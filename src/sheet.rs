use std::path::Path;

use calamine::{open_workbook_auto, Data, DataType, Reader};

use crate::error::SheetError;
use crate::models::Cell;

const WORKBOOK_EXTENSIONS: [&str; 4] = ["xlsx", "xlsm", "xls", "ods"];

/// First worksheet of a transcript, addressed from A1.
#[derive(Debug, Clone, Default)]
pub struct Sheet {
    pub name: String,
    pub rows: Vec<Vec<Cell>>,
}

impl Sheet {
    pub fn from_rows(name: impl Into<String>, rows: Vec<Vec<Cell>>) -> Self {
        Self {
            name: name.into(),
            rows,
        }
    }

    pub fn header(&self, rows: usize) -> &[Vec<Cell>] {
        &self.rows[..rows.min(self.rows.len())]
    }

    pub fn body(&self, offset: usize) -> &[Vec<Cell>] {
        &self.rows[offset.min(self.rows.len())..]
    }
}

pub fn is_transcript_file(path: &Path) -> bool {
    match extension(path) {
        Some(ext) => ext == "csv" || WORKBOOK_EXTENSIONS.contains(&ext.as_str()),
        None => false,
    }
}

pub fn load_sheet(path: &Path) -> Result<Sheet, SheetError> {
    match extension(path).as_deref() {
        Some("csv") => load_csv(path),
        Some(ext) if WORKBOOK_EXTENSIONS.contains(&ext) => load_workbook(path),
        other => Err(SheetError::UnsupportedExtension(
            other.unwrap_or_default().to_string(),
        )),
    }
}

fn extension(path: &Path) -> Option<String> {
    path.extension()
        .and_then(|ext| ext.to_str())
        .map(|ext| ext.to_ascii_lowercase())
}

fn load_workbook(path: &Path) -> Result<Sheet, SheetError> {
    let mut workbook = open_workbook_auto(path).map_err(|source| SheetError::Open {
        path: path.to_path_buf(),
        source,
    })?;
    let name = workbook
        .sheet_names()
        .first()
        .cloned()
        .ok_or_else(|| SheetError::NoSheets(path.to_path_buf()))?;
    let range = workbook
        .worksheet_range(&name)
        .map_err(|source| SheetError::Range {
            sheet: name.clone(),
            source,
        })?;

    // A used range may begin below or right of A1; pad so indices stay absolute.
    let (start_row, start_col) = range.start().unwrap_or((0, 0));
    let mut rows: Vec<Vec<Cell>> = vec![Vec::new(); start_row as usize];
    for source_row in range.rows() {
        let mut cells = vec![Cell::Empty; start_col as usize];
        cells.extend(source_row.iter().map(convert_cell));
        rows.push(cells);
    }

    Ok(Sheet::from_rows(name, rows))
}

fn convert_cell(data: &Data) -> Cell {
    match data {
        Data::Empty | Data::Error(_) => Cell::Empty,
        Data::Int(value) => Cell::Number(*value as f64),
        Data::Float(value) => Cell::Number(*value),
        Data::String(value) => Cell::text(value.as_str()),
        Data::Bool(value) => Cell::text(value.to_string()),
        Data::DateTime(_) | Data::DateTimeIso(_) => match data.as_date() {
            Some(date) => Cell::Date(date),
            None => Cell::text(data.to_string()),
        },
        Data::DurationIso(value) => Cell::text(value.as_str()),
    }
}

fn load_csv(path: &Path) -> Result<Sheet, SheetError> {
    let mut reader = csv::ReaderBuilder::new()
        .has_headers(false)
        .flexible(true)
        .from_path(path)?;

    // The reader skips blank lines; pad from the record's line number so rows stay absolute.
    let mut rows: Vec<Vec<Cell>> = Vec::new();
    for record in reader.records() {
        let record = record?;
        if let Some(line) = record.position().map(|position| position.line()) {
            while (rows.len() as u64) + 1 < line {
                rows.push(Vec::new());
            }
        }
        let cells = record
            .iter()
            .map(|field| Cell::text(field.trim_start_matches('\u{feff}')))
            .collect();
        rows.push(cells);
    }

    let name = path
        .file_stem()
        .and_then(|stem| stem.to_str())
        .unwrap_or("csv")
        .to_string();
    Ok(Sheet::from_rows(name, rows))
}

################

WHAT YOU ARE ASKED TO DO: Copy whichever lines above contain the string "usize".

ANSWER BELOW:
    pub fn header(&self, rows: usize) -> &[Vec<Cell>] {
    pub fn body(&self, offset: usize) -> &[Vec<Cell>] {
    let mut rows: Vec<Vec<Cell>> = vec![Vec::new(); start_row as usize];
        let mut cells = vec![Cell::Empty; start_col as usize];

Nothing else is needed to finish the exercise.